TomorrowNow participated in a key stakeholder workshop convened by CGIAR Centers involved in the Excellence in Agronomy (EiA) Initiative and the Bill & Melinda Gates Foundation.
Nairobi, Kenya – TomorrowNow.org participated in the two-day “Agronomy R&D Priorities for Climate Change Adaptation and Mitigation” workshop hosted by CGIAR Centers involved in the EiA Initiative and the Bill & Melinda Gates Foundation to clarify climate change related agronomy research priorities and partnership opportunities for the new initiative on Excellence in Agronomy.
The event had a global participation with a focus on Sub-Saharan Africa and South-Asia
And included technical experts and thought leaders in the fields of climate change, agronomy, soil health, water, modeling, and agriculture policy.
The objective of the workshop was to crowd in key stakeholders across the agricultural sector to identify promising entry points for effective and scalable agronomic solutions for climate resilience without compromising food security, livelihoods, and environmental objectives.

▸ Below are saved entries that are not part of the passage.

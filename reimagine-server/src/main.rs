//! reimagine-server – entry point.
//!
//! Startup order:
//! 1. Parse configuration from environment variables.
//! 2. Initialise structured tracing (JSON in production, pretty in dev).
//! 3. Prepare the staging root.
//! 4. Build the upstream clients and the session pipeline.
//! 5. Start the retention sweeper when a retention window is configured.
//! 6. Build the Axum router and start the HTTP server with graceful shutdown.

mod config;
mod error;
mod middleware;
mod retention;
mod routes;
mod state;
#[cfg(test)]
mod testing;

use std::net::SocketAddr;
use std::sync::Arc;

use anyhow::Context;
use reimagine_core::services::{HttpFetcher, OpenAiClient};
use reimagine_core::{Pipeline, PipelineConfig, Staging};
use tracing::{info, warn};

use crate::config::Config;
use crate::state::AppState;

#[tokio::main]
async fn main() -> anyhow::Result<()> {
    // ── 1. Configuration ───────────────────────────────────────────────────────
    let cfg = Config::from_env()?;

    // ── 2. Tracing ─────────────────────────────────────────────────────────────
    let env_filter = match tracing_subscriber::EnvFilter::try_from_default_env() {
        Ok(f) => f,
        Err(_) => match cfg.log_level.parse::<tracing_subscriber::EnvFilter>() {
            Ok(f) => f,
            Err(e) => {
                eprintln!(
                    "WARN: REIMAGINE_LOG='{}' is not a valid tracing filter ({}); \
                     falling back to 'info'",
                    cfg.log_level, e
                );
                tracing_subscriber::EnvFilter::new("info")
            }
        },
    };

    let subscriber = tracing_subscriber::fmt()
        .with_env_filter(env_filter)
        .with_target(true)
        .with_thread_ids(true);

    if cfg.log_json {
        subscriber.json().init();
    } else {
        subscriber.init();
    }

    info!(version = env!("CARGO_PKG_VERSION"), "reimagine-server starting");

    // ── 3. Staging ─────────────────────────────────────────────────────────────
    let staging = Arc::new(Staging::new(&cfg.staging_dir));
    // Sessions still run without a staging root; they just skip persistence.
    match staging.ensure_root().await {
        Ok(()) => info!(root = %cfg.staging_dir.display(), "staging ready"),
        Err(e) => warn!(root = %cfg.staging_dir.display(), error = %e, "staging root unavailable"),
    }

    // ── 4. Upstream clients and pipeline ───────────────────────────────────────
    let http = reqwest::Client::builder()
        .user_agent(concat!("reimagine-server/", env!("CARGO_PKG_VERSION")))
        .build()
        .context("building HTTP client")?;
    let openai = Arc::new(OpenAiClient::new(http.clone(), cfg.openai()));
    info!(
        vision_model = %cfg.vision_model,
        image_model = %cfg.image_model,
        literal_prompt = cfg.literal_prompt,
        "upstream services configured"
    );

    let pipeline = Pipeline::new(
        Arc::clone(&staging),
        openai.clone(),
        openai,
        Arc::new(HttpFetcher::new(http)),
        PipelineConfig {
            literal_prompt: cfg.literal_prompt,
            ..PipelineConfig::default()
        },
    );

    let state = Arc::new(AppState {
        config: Arc::new(cfg.clone()),
        pipeline: Arc::new(pipeline),
    });

    // ── 5. Retention ───────────────────────────────────────────────────────────
    if let Some(retention) = cfg.retention {
        retention::spawn_sweeper(Arc::clone(&staging), retention);
    }

    // ── 6. HTTP server with graceful shutdown ──────────────────────────────────
    let app = routes::build(Arc::clone(&state));
    let addr: SocketAddr = cfg
        .bind_address
        .parse()
        .with_context(|| format!("invalid REIMAGINE_BIND '{}'", cfg.bind_address))?;
    let listener = tokio::net::TcpListener::bind(addr).await?;
    info!(%addr, public_dir = %cfg.public_dir.display(), "HTTP server listening");

    axum::serve(
        listener,
        app.into_make_service_with_connect_info::<SocketAddr>(),
    )
    .with_graceful_shutdown(shutdown_signal())
    .await?;

    info!("reimagine-server stopped");
    Ok(())
}

/// Returns a future that resolves when SIGINT (Ctrl-C) or SIGTERM is received.
async fn shutdown_signal() {
    let ctrl_c = async {
        if let Err(e) = tokio::signal::ctrl_c().await {
            warn!(error = %e, "failed to install CTRL+C signal handler");
        }
    };

    #[cfg(unix)]
    let terminate = async {
        use tokio::signal::unix::{SignalKind, signal};
        match signal(SignalKind::terminate()) {
            Ok(mut s) => {
                s.recv().await;
            }
            Err(e) => warn!(error = %e, "failed to install SIGTERM handler"),
        }
    };

    #[cfg(not(unix))]
    let terminate = std::future::pending::<()>();

    tokio::select! {
        _ = ctrl_c => {}
        _ = terminate => {}
    }

    info!("shutdown signal received; starting graceful shutdown");
}
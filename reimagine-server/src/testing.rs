//! Shared fixtures for the server's unit tests.

use std::path::Path;
use std::sync::Arc;

use reimagine_core::services::{HttpFetcher, OpenAiClient};
use reimagine_core::{Pipeline, PipelineConfig, Staging};

use crate::config::Config;
use crate::state::AppState;

fn state(vars: &[(&str, &str)]) -> Arc<AppState> {
    let config = Config::from_lookup(|key| {
        vars.iter()
            .find(|(k, _)| *k == key)
            .map(|(_, v)| v.to_string())
            .or_else(|| (key == "OPENAI_API_KEY").then(|| "sk-test".to_owned()))
    })
    .unwrap();

    // Upstream calls go to a closed port; router tests never start a session.
    let mut openai = config.openai();
    openai.base_url = "http://127.0.0.1:9/v1".into();
    let client = Arc::new(OpenAiClient::new(reqwest::Client::new(), openai));

    let pipeline = Pipeline::new(
        Arc::new(Staging::new(&config.staging_dir)),
        client.clone(),
        client,
        Arc::new(HttpFetcher::default()),
        PipelineConfig::default(),
    );

    Arc::new(AppState {
        config: Arc::new(config),
        pipeline: Arc::new(pipeline),
    })
}

pub fn state_with_staging(staging: &Path) -> Arc<AppState> {
    state(&[("REIMAGINE_STAGING_DIR", &*staging.to_string_lossy())])
}

pub fn state_with_dirs(staging: &Path, public: &Path) -> Arc<AppState> {
    state(&[
        ("REIMAGINE_STAGING_DIR", &*staging.to_string_lossy()),
        ("REIMAGINE_PUBLIC_DIR", &*public.to_string_lossy()),
    ])
}

pub fn state_with_cors(staging: &Path, origins: Option<&str>) -> Arc<AppState> {
    let staging = staging.to_string_lossy();
    let mut vars = vec![("REIMAGINE_STAGING_DIR", &*staging)];
    if let Some(origins) = origins {
        vars.push(("REIMAGINE_CORS_ORIGINS", origins));
    }
    state(&vars)
}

Climate Change Adaptation Vs. Mitigation
Smallholder farmers are currently grappling with extreme weather and climate events that have led to erratic rainfall patterns and harsh temperatures that are affecting their ability to make critical decisions for optimal productivity and profitability.
According to the CGIAR Excellence in Agronomy (EiA) initiative, agronomy is an entry point for climate adaptation while mitigation is considered to be a co-benefit. This, therefore, creates the need for organizations to focus on climate adaptation innovations that can be localized to help farmers make farm-level decisions.
As part of our key focus leveraging innovative partnerships to help communities adapt to climate change, TomorrowNow was honored to join participants at the workshop in identifying key research for development (R4D) questions to address identified gaps, and the necessary tools, methods, approaches, and partnerships needed to accelerate agricultural climate resilience at scale.